Compared to Sentry's pricing, Bugfender is competitive for its specific use case. Sentry's Team plan starts at $26 per month but scales based on error volume and transaction counts, which can escalate quickly for high-traffic applications. Bugfender's device-based model is more predictable for mobile teams. The trade-off: you're paying for a specialised logging tool, not a full monitoring suite.
Annual billing discounts are available but not prominently advertised. Ask the sales team directly if you're committing for 12 months.
Bugfender's compliance story is straightforward. The company is a Spanish entity (Bugfender S.L.) headquartered in Barcelona, operating entirely under EU jurisdiction. All log data is stored and processed in EU-based infrastructure. No data transfers to the US or other third countries are required for the service to function.
A Data Processing Agreement is available for GDPR compliance. Because Bugfender collects device logs — which can contain personal data depending on what your application logs — the DPA is important. Teams should audit their log output to ensure they're not inadvertently sending personal data to Bugfender without appropriate legal basis.

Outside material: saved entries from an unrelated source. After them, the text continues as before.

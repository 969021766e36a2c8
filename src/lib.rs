//! test262-runner: a Test262 conformance runner for ahead-of-time JavaScript toolchains
//!
//! Every test file is compiled to a binary artifact by an external compiler
//! and the artifact is then executed by an external runtime. Outcomes are
//! classified against the test's `negative` expectation and summarized in a
//! pass/fail report.
//!
//! # Quick Start
//!
//! ```no_run
//! use test262_runner::prelude::*;
//! use std::path::PathBuf;
//!
//! fn main() -> Result<()> {
//!     let config = RunnerConfig {
//!         binary_path: PathBuf::from("build/bin"),
//!         jobs: 8,
//!         ..Default::default()
//!     };
//!     let report = run(config, &[PathBuf::from("test262/test/language")])?;
//!     println!("{}", report);
//!     Ok(())
//! }
//! ```
//!
//! # Module Overview
//!
//! A test flows: [`runner`] discovery → [`skiplist`] → [`harness`] →
//! [`pipeline`] → [`report`]
//!
//! | Category | Modules |
//! |----------|---------|
//! | **Loading** | [`harness`], [`skiplist`] |
//! | **Execution** | [`pipeline`], [`scheduler`], [`runner`] |
//! | **Output** | [`result`], [`report`], [`progress`] |

pub mod harness;
pub mod pipeline;
pub mod prelude;
pub mod progress;
pub mod report;
pub mod result;
pub mod runner;
pub mod scheduler;
pub mod skiplist;

mod error;

pub use error::{Error, Result};
pub use runner::{run, Runner, RunnerConfig};

/// Crate version
pub const VERSION: &str = env!("CARGO_PKG_VERSION");
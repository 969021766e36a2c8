//! Tests for the command-line binary
#![cfg(unix)]

mod common;

use common::Fixture;
use std::process::{Command, Output};

fn runner_cli(fx: &Fixture, extra: &[&str]) -> Output {
    Command::new(env!("CARGO_BIN_EXE_test262-runner"))
        .arg(fx.suite().join("test"))
        .arg("-b")
        .arg(fx.bin_dir())
        .arg("--work-dir")
        .arg(fx.work_dir())
        .args(["-j", "2"])
        .args(extra)
        .output()
        .unwrap()
}

#[test]
fn test_passing_run_exits_zero() {
    let fx = Fixture::new();
    fx.add_test("language/ok.js", "", "1;");
    let output = runner_cli(&fx, &[]);
    let stdout = String::from_utf8_lossy(&output.stdout);

    assert_eq!(output.status.code(), Some(0));
    assert!(stdout.contains("-- Testing: 1 tests, max 2 concurrent tasks --"));
    assert!(stdout.contains("| Results              |   PASS   |"));
    assert!(stdout.contains("| Pass Rate            |  100.00% |"));
    assert!(stdout.contains("Testing time: "));
    assert!(stdout.contains("\nDetails:\n"));
    assert!(!stdout.contains("Execute failed:"));
}

#[test]
fn test_failing_run_exits_one_and_lists_failures() {
    let fx = Fixture::new();
    fx.add_test("language/ok.js", "", "1;");
    fx.add_test("language/boom.js", "", "RUNTIME_FAIL");
    let output = runner_cli(&fx, &["--verbose-results"]);
    let stdout = String::from_utf8_lossy(&output.stdout);

    assert_eq!(output.status.code(), Some(1));
    assert!(stdout.contains("| Results              |   FAIL   |"));
    assert!(stdout.contains("EXECUTE FAIL: test/language/boom.js"));
    assert!(stdout.contains("Details:"));
    assert!(stdout.contains("Execute failed:\ntest/language/boom.js\n"));
}

#[test]
fn test_fatal_error_exits_two() {
    let fx = Fixture::new();
    fx.add_test("language/ok.js", "", "1;");
    let output = runner_cli(&fx, &["--compiler", "no-such-compiler"]);
    let stderr = String::from_utf8_lossy(&output.stderr);

    assert_eq!(output.status.code(), Some(2));
    assert!(stderr.contains("compiler not found"));
}

#[test]
fn test_json_report() {
    let fx = Fixture::new();
    fx.add_test("language/ok.js", "", "1;");
    fx.add_test("language/skip.js", "features: [Temporal]\n", "1;");
    let json_path = fx.root().join("report.json");
    let output = runner_cli(&fx, &["--json", json_path.to_str().unwrap()]);
    assert_eq!(output.status.code(), Some(0));

    let json: serde_json::Value =
        serde_json::from_str(&std::fs::read_to_string(json_path).unwrap()).unwrap();
    assert_eq!(json["status"], "PASS");
    assert_eq!(json["total"], 2);
    assert_eq!(json["counts"]["TEST_SKIPPED"], 1);
    assert_eq!(json["pass_rate"], 1.0);
}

For organisations subject to strict data residency requirements, Bugfender's Barcelona-based infrastructure provides a clear answer to the "where is my data?" question that US-based monitoring tools cannot match without complex contractual arrangements.

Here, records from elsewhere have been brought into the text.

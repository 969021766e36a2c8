//! Test262 run orchestration
//!
//! A run discovers the requested test files, settles every file that is
//! excluded by path, and then hands the remaining tests to the
//! [`Scheduler`]. Each scheduled test is loaded, checked for flags and
//! features that rule it out, written to the work directory as one file per
//! strict-mode variant, and pushed through the [`Toolchain`].
//!
//! ```no_run
//! use test262_runner::runner::{Runner, RunnerConfig};
//! use std::path::PathBuf;
//!
//! let config = RunnerConfig {
//!     binary_path: PathBuf::from("build/bin"),
//!     ..Default::default()
//! };
//! let runner = Runner::new(config)?;
//! let report = runner.run(&[PathBuf::from("test262/test/built-ins/Array")])?;
//! println!("{}", report);
//! # Ok::<(), test262_runner::Error>(())
//! ```

pub mod discover;

use crate::error::{Error, Result};
use crate::harness::{self, Negative, StrictMode};
use crate::pipeline::{
    SourceVariant, Toolchain, DEFAULT_COMPILER, DEFAULT_RUNTIME, DEFAULT_TIMEOUT,
};
use crate::progress::ProgressDisplay;
use crate::report::{Aggregator, Report};
use crate::result::{TestCaseResult, TestResultCode};
use crate::scheduler::Scheduler;
use crate::skiplist::{SkipCategory, SkipList};
use std::io::Write;
use std::path::{Path, PathBuf};
use std::time::Duration;

const STRICT_DIRECTIVE: &str = "'use strict';\n";

/// Configuration for a test run
#[derive(Debug, Clone)]
pub struct RunnerConfig {
    /// Directory holding the compiler and runtime binaries
    pub binary_path: PathBuf,
    pub compiler_name: String,
    pub runtime_name: String,
    /// Where preprocessed sources and compiled artifacts are written
    pub work_dir: PathBuf,
    /// Maximum number of tests in flight
    pub jobs: usize,
    /// Limit for each of the compile and execute phases
    pub timeout: Duration,
    /// Print one line per finished test
    pub verbose: bool,
    /// JSON skip list; the built-in list is used when unset
    pub skip_list: Option<PathBuf>,
}

impl Default for RunnerConfig {
    fn default() -> Self {
        Self {
            binary_path: PathBuf::from("."),
            compiler_name: DEFAULT_COMPILER.to_string(),
            runtime_name: DEFAULT_RUNTIME.to_string(),
            work_dir: std::env::temp_dir().join("test262-runner"),
            jobs: std::thread::available_parallelism().map_or(1, |n| n.get()),
            timeout: DEFAULT_TIMEOUT,
            verbose: false,
            skip_list: None,
        }
    }
}

/// One test file waiting to be run
#[derive(Debug, Clone)]
pub struct TestTask {
    pub file: PathBuf,
    /// Suite root the harness is loaded from
    pub suite: PathBuf,
    /// Path relative to the suite root, used in every result
    pub name: String,
}

impl TestTask {
    fn new(file: PathBuf) -> Result<Self> {
        let suite = discover::suite_root(&file)
            .ok_or_else(|| Error::SuiteRootNotFound(file.clone()))?;
        let name = file
            .strip_prefix(&suite)
            .unwrap_or(&file)
            .to_string_lossy()
            .into_owned();
        Ok(Self { file, suite, name })
    }
}

/// A loaded test that is either settled already or ready for the toolchain
enum Prepared {
    Settled(TestCaseResult),
    Ready {
        variants: Vec<SourceVariant>,
        negative: Option<Negative>,
    },
}

/// Runs Test262 tests through an external compiler and runtime
pub struct Runner {
    config: RunnerConfig,
    toolchain: Toolchain,
    skip_list: SkipList,
}

impl Runner {
    /// Build a runner, loading the configured skip list.
    pub fn new(config: RunnerConfig) -> Result<Self> {
        let skip_list = match &config.skip_list {
            Some(path) => SkipList::load(path)?,
            None => SkipList::builtin(),
        };
        Ok(Self::with_skip_list(config, skip_list))
    }

    pub fn with_skip_list(config: RunnerConfig, skip_list: SkipList) -> Self {
        let toolchain = Toolchain::new(
            &config.binary_path,
            &config.compiler_name,
            &config.runtime_name,
            config.timeout,
        );
        Self {
            config,
            toolchain,
            skip_list,
        }
    }

    /// Run every test under `paths`, showing progress on stdout/stderr.
    pub fn run(&self, paths: &[PathBuf]) -> Result<Report> {
        self.run_with(paths, |total| ProgressDisplay::stdio(total, self.config.verbose))
    }

    /// Run every test under `paths` with a caller-built progress display.
    pub fn run_with<O, S, F>(&self, paths: &[PathBuf], make_progress: F) -> Result<Report>
    where
        O: Write,
        S: Write,
        F: FnOnce(usize) -> ProgressDisplay<O, S>,
    {
        let paths = paths
            .iter()
            .map(|p| p.canonicalize().map_err(|_| Error::TestPathNotFound(p.clone())))
            .collect::<Result<Vec<_>>>()?;
        self.toolchain.check()?;

        let tests_home = discover::common_path(&paths);
        let tasks = discover::list_all_files(&paths)?
            .into_iter()
            .map(TestTask::new)
            .collect::<Result<Vec<_>>>()?;

        let scheduler = Scheduler::new(self.config.jobs);
        tracing::info!(
            tests = tasks.len(),
            jobs = scheduler.jobs(),
            home = %tests_home.display(),
            "starting test run"
        );

        let aggregator = Aggregator::new();
        let mut progress = make_progress(tasks.len());
        progress.start(scheduler.jobs());

        let mut pending = Vec::with_capacity(tasks.len());
        for task in tasks {
            match self.skip_by_path(&task) {
                Some(result) => {
                    aggregator.record(&result);
                    progress.update(&result);
                }
                None => pending.push(task),
            }
        }

        scheduler.run(
            pending,
            |task| self.run_test(task, &tests_home),
            |task, message| {
                TestCaseResult::new(
                    &task.name,
                    TestResultCode::CompileFailed,
                    format!("FAIL: runner panicked on {}: {}", task.name, message),
                )
            },
            |result| {
                aggregator.record(&result);
                progress.update(&result);
            },
        );

        let elapsed = progress.finish();
        let report = aggregator.into_report(elapsed);
        tracing::info!(
            total = report.total(),
            passed = report.passed(),
            failed = report.failed(),
            ?elapsed,
            "test run finished"
        );
        Ok(report)
    }

    /// Exclusions decided from the file path alone
    fn skip_by_path(&self, task: &TestTask) -> Option<TestCaseResult> {
        let path = task.file.to_string_lossy();
        if let Some(result) = self.skip_list.try_skip(
            &*path,
            &[SkipCategory::SkipList, SkipCategory::PermanentSkipList],
            &task.name,
        ) {
            return Some(result);
        }
        self.skip_list
            .try_skip(&*path, &[SkipCategory::IntlTests], &task.name)
            .map(|result| TestCaseResult {
                code: TestResultCode::TestSkipped,
                ..result
            })
    }

    /// Load, prepare and run a single test.
    pub fn run_test(&self, task: &TestTask, tests_home: &Path) -> TestCaseResult {
        match self.prepare(task, tests_home) {
            Ok(Prepared::Settled(result)) => result,
            Ok(Prepared::Ready { variants, negative }) => {
                let disable_handle_san = self
                    .skip_list
                    .should_skip_cat(task.file.to_string_lossy(), SkipCategory::HandlesanSkipList);
                self.toolchain
                    .run_variants(&task.name, &variants, negative.as_ref(), disable_handle_san)
            }
            Err(e) => {
                tracing::debug!(test = %task.name, error = %e, "could not prepare test");
                TestCaseResult::new(
                    &task.name,
                    TestResultCode::CompileFailed,
                    format!("FAIL: {}", e),
                )
            }
        }
    }

    fn prepare(&self, task: &TestTask, tests_home: &Path) -> Result<Prepared> {
        let content = std::fs::read_to_string(&task.file)?;
        let test_case = harness::generate_source(&content, &task.suite, &task.name)?;
        let skipped = |message: String| -> Result<Prepared> {
            Ok(Prepared::Settled(TestCaseResult::new(
                &task.name,
                TestResultCode::TestSkipped,
                message,
            )))
        };

        if test_case.includes.iter().any(|i| i == "testIntl.js") {
            return skipped(format!(
                "SKIP: no support for multiple Intl constructors in {}",
                task.name
            ));
        }
        for flag in ["async", "module"] {
            if test_case.has_flag(flag) {
                return skipped(format!("SKIP: test has `{}` flag", flag));
            }
        }
        for feature in &test_case.features {
            if let Some(result) = self.skip_list.try_skip(
                feature,
                &[
                    SkipCategory::UnsupportedFeatures,
                    SkipCategory::PermanentUnsupportedFeatures,
                ],
                &task.name,
            ) {
                return Ok(Prepared::Settled(result));
            }
        }

        let rel_dir = task
            .file
            .strip_prefix(tests_home)
            .ok()
            .and_then(Path::parent)
            .unwrap_or_else(|| Path::new(""));
        let out_dir = self.config.work_dir.join(rel_dir);
        std::fs::create_dir_all(&out_dir)?;

        let stem = task
            .file
            .file_stem()
            .map(|s| s.to_string_lossy().into_owned())
            .unwrap_or_default();
        let flags = test_case.flags_suffix();

        let mut variants = Vec::with_capacity(2);
        if test_case.strict_mode.contains(StrictMode::STRICT) {
            let path = out_dir.join(format!("{}.strict{}.js", stem, flags));
            std::fs::write(&path, format!("{}{}", STRICT_DIRECTIVE, test_case.source))?;
            variants.push(SourceVariant { path, strict: true });
        }
        if test_case.strict_mode.contains(StrictMode::NO_STRICT) {
            let path = out_dir.join(format!("{}{}.js", stem, flags));
            std::fs::write(&path, &test_case.source)?;
            variants.push(SourceVariant { path, strict: false });
        }

        Ok(Prepared::Ready {
            variants,
            negative: test_case.negative,
        })
    }
}

/// Run the tests under `paths` with `config`.
pub fn run(config: RunnerConfig, paths: &[PathBuf]) -> Result<Report> {
    Runner::new(config)?.run(paths)
}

Mobile development teams debugging issues across fragmented Android and iOS device ecosystems. Per-device log access eliminates the "works on my machine" problem.
EU-regulated organisations that need monitoring tools with unambiguous EU data residency. Spanish jurisdiction removes cross-border data transfer concerns entirely.
Customer support-driven teams where reproducing user-reported bugs is a significant time sink. Remote device log inspection turns vague bug reports into actionable diagnostic data.
Bootstrapped and mid-size companies that need affordable logging without enterprise APM complexity. The free tier and EUR 29 starting price keep costs manageable.
Bugfender is not a Sentry replacement. It doesn't try to be. What it offers is something Sentry doesn't: continuous, device-level log collection that captures the problems crashes miss. For mobile-first teams operating under EU compliance requirements, the combination of Barcelona-based data hosting, lightweight SDKs, and per-device log inspection fills a genuine gap in the monitoring toolchain. The scope is narrow, the community is small, and backend teams will find it limited. But within its niche, Bugfender delivers a focused, well-executed product at fair pricing.
Yes. Bugfender is a Spanish company with all data stored and processed in EU infrastructure in Barcelona. They provide a Data Processing Agreement for GDPR compliance. Because device logs can contain personal data, teams should audit their log output to ensure appropriate data handling.
Bugfender focuses on continuous device-level log collection — it captures logs from every device, not just crash events. Sentry is a broader error tracking and APM platform with performance monitoring, release health, and transaction tracing. Many teams use both: Bugfender for deep device logging, Sentry for error aggregation and performance.
Yes. Bugfender offers a web JavaScript SDK alongside its mobile SDKs. However, the platform was designed with mobile use cases in mind. Web-only teams may find dedicated browser error tracking tools more feature-rich for frontend monitoring.
Most teams report under 10 minutes from SDK installation to receiving live logs. The iOS SDK requires three lines of code. Android, React Native, and Flutter integrations are similarly minimal. No server-side configuration is needed.
Yes. Bugfender integrates with Slack, Jira, GitHub, and custom webhooks. Many teams run Bugfender for device-level logging alongside a separate APM or error tracking tool for broader monitoring coverage.